- [TASK GOAL]: What is needed is an exact copy of the lines from the one containing "callback(mounted);" through the last line of the entries below, both included.

-------- PROVIDED DATA

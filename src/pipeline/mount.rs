//! Mount API - root wiring and the render scheduler.
//!
//! [`mount`] binds one root component to one node of a concrete tree. Each
//! call constructs its own bus and its own scheduler, so any number of
//! roots can be mounted independently, with no shared global state.
//!
//! # Batching
//!
//! `set_state` publishes on the [`STATE_CHANGE`] channel without a priority
//! flag; the scheduler only marks a re-render as pending. However many
//! components publish within the same turn, the mark is set once and the
//! next [`MountHandle::flush`] performs exactly one draw/diff/patch pass.
//! `force_update` publishes the priority flag and re-renders synchronously,
//! bypassing the pending mark.
//!
//! # Example
//!
//! ```ignore
//! use lumen_ui::pipeline::mount;
//!
//! let handle = mount(App, tree.clone(), root, None)?;
//!
//! // Host event loop: dispatch input, then flush once per turn.
//! loop {
//!     dispatch_host_events(&tree);
//!     handle.flush();
//! }
//! ```

use std::cell::RefCell;
use std::rc::{Rc, Weak};

use tracing::{debug, trace};

use crate::component::{Behavior, ComponentHandle};
use crate::error::MountError;
use crate::events::{BusHandler, EventBus, STATE_CHANGE};
use crate::renderer::backend::TreeBackend;
use crate::renderer::diff::diff;
use crate::renderer::materialize::materialize;
use crate::types::{NodeId, StateMap};
use crate::vdom::VNode;

/// Shared handle to a concrete tree, as accepted by [`mount`].
pub type SharedTree = Rc<RefCell<dyn TreeBackend>>;

/// Callback invoked once with the materialized root node.
pub type MountCallback = Box<dyn FnOnce(NodeId)>;

// =============================================================================
// Scheduler
// =============================================================================

/// Per-mount render state: the root component, the concrete tree, the last
/// committed virtual tree, the mounted node, and the pending mark.
struct Scheduler {
    root: ComponentHandle,
    tree: SharedTree,
    current: VNode,
    mounted: NodeId,
    pending: bool,
}

impl Scheduler {
    /// One draw/diff/patch pass against the committed tree.
    fn rerender(&mut self) {
        let next = self.root.draw();
        let patch = diff(&self.current, Some(&next));
        let applied = patch.apply(&mut *self.tree.borrow_mut(), self.mounted);
        if let Some(node) = applied {
            self.mounted = node;
        }
        self.current = next;
        trace!(mounted = %self.mounted, "re-render applied");
    }
}

// =============================================================================
// Mount Handle
// =============================================================================

/// Handle returned by [`mount`].
///
/// Holds the scheduler and the bus subscription. The host drives batching
/// through [`flush`](Self::flush) and tears the mount down through
/// [`unmount`](Self::unmount).
pub struct MountHandle {
    scheduler: Rc<RefCell<Scheduler>>,
    events: EventBus,
    subscription: BusHandler,
}

impl MountHandle {
    /// Run the pending batched re-render, if any.
    ///
    /// Call when the turn's synchronous work is done; this is the firing
    /// point of the zero-delay debounce: all `set_state` calls issued since
    /// the last flush collapse into the single re-render performed here.
    /// Returns whether a re-render ran.
    pub fn flush(&self) -> bool {
        let mut scheduler = self.scheduler.borrow_mut();
        if !scheduler.pending {
            return false;
        }
        scheduler.pending = false;
        debug!("flushing batched re-render");
        scheduler.rerender();
        true
    }

    /// The concrete node currently occupied by the root component's tree.
    pub fn node(&self) -> NodeId {
        self.scheduler.borrow().mounted
    }

    /// The root component instance.
    pub fn root(&self) -> ComponentHandle {
        self.scheduler.borrow().root.clone()
    }

    /// The bus this mount's components publish on.
    pub fn events(&self) -> &EventBus {
        &self.events
    }

    /// Tear the mount down: unsubscribe from the bus, run `will_unmount`
    /// depth-first over the component tree, and remove the mounted node.
    pub fn unmount(self) {
        self.events.unsubscribe(STATE_CHANGE, &self.subscription);
        let (root, tree, mounted) = {
            let scheduler = self.scheduler.borrow();
            (
                scheduler.root.clone(),
                scheduler.tree.clone(),
                scheduler.mounted,
            )
        };
        root.unmount_cascade();
        tree.borrow_mut().remove_node(mounted);
        debug!(mounted = %mounted, "unmounted");
    }
}

// =============================================================================
// Mount
// =============================================================================

/// Mount `behavior` as the root component under `root`.
///
/// Validates the target, constructs the mount's bus and root component,
/// draws and materializes the initial tree, appends it under `root`, and
/// invokes `on_mounted` with the materialized node. Then subscribes the
/// scheduler on [`STATE_CHANGE`]: the priority flag re-renders immediately,
/// anything else sets the pending mark consumed by
/// [`MountHandle::flush`].
///
/// # Errors
///
/// [`MountError::UnknownRoot`] when `root` is not a live node of `tree`;
/// [`MountError::RootNotElement`] when it cannot hold children.
pub fn mount(
    behavior: impl Behavior,
    tree: SharedTree,
    root: NodeId,
    on_mounted: Option<MountCallback>,
) -> Result<MountHandle, MountError> {
    {
        let target = tree.borrow();
        if !target.contains(root) {
            return Err(MountError::UnknownRoot(root));
        }
        if !target.is_element(root) {
            return Err(MountError::RootNotElement(root));
        }
    }

    let events = EventBus::new();
    let component = ComponentHandle::new(behavior, StateMap::new(), events.clone());

    let current = component.draw();
    let mounted = {
        let mut target = tree.borrow_mut();
        let node = materialize(&mut *target, &current);
        target.append_child(root, node);
        node
    };
    debug!(root = %root, mounted = %mounted, "mounted root component");
    if let Some(callback) = on_mounted {
        callback(mounted);
    }

    let scheduler = Rc::new(RefCell::new(Scheduler {
        root: component,
        tree,
        current,
        mounted,
        pending: false,
    }));

    // The subscription holds the scheduler weakly: dropping the handle ends
    // the mount and later publishes fall through harmlessly.
    let weak: Weak<RefCell<Scheduler>> = Rc::downgrade(&scheduler);
    let subscription: BusHandler = Rc::new(move |publish| {
        let Some(scheduler) = weak.upgrade() else {
            return;
        };
        let mut scheduler = scheduler.borrow_mut();
        if publish.flag(0) {
            scheduler.pending = false;
            scheduler.rerender();
        } else {
            scheduler.pending = true;
        }
    });
    events.subscribe(STATE_CHANGE, subscription.clone());

    Ok(MountHandle {
        scheduler,
        events,
        subscription,
    })
}

// =============================================================================
// Tests
// =============================================================================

----------------

- [THE COMPLETED TASK]:
        callback(mounted);
    }

    let scheduler = Rc::new(RefCell::new(Scheduler {
        root: component,
        tree,
        current,
        mounted,
        pending: false,
    }));

    // The subscription holds the scheduler weakly: dropping the handle ends
    // the mount and later publishes fall through harmlessly.
    let weak: Weak<RefCell<Scheduler>> = Rc::downgrade(&scheduler);
    let subscription: BusHandler = Rc::new(move |publish| {
        let Some(scheduler) = weak.upgrade() else {
            return;
        };
        let mut scheduler = scheduler.borrow_mut();
        if publish.flag(0) {
            scheduler.pending = false;
            scheduler.rerender();
        } else {
            scheduler.pending = true;
        }
    });
    events.subscribe(STATE_CHANGE, subscription.clone());

    Ok(MountHandle {
        scheduler,
        events,
        subscription,
    })
}

// =============================================================================
// Tests
// =============================================================================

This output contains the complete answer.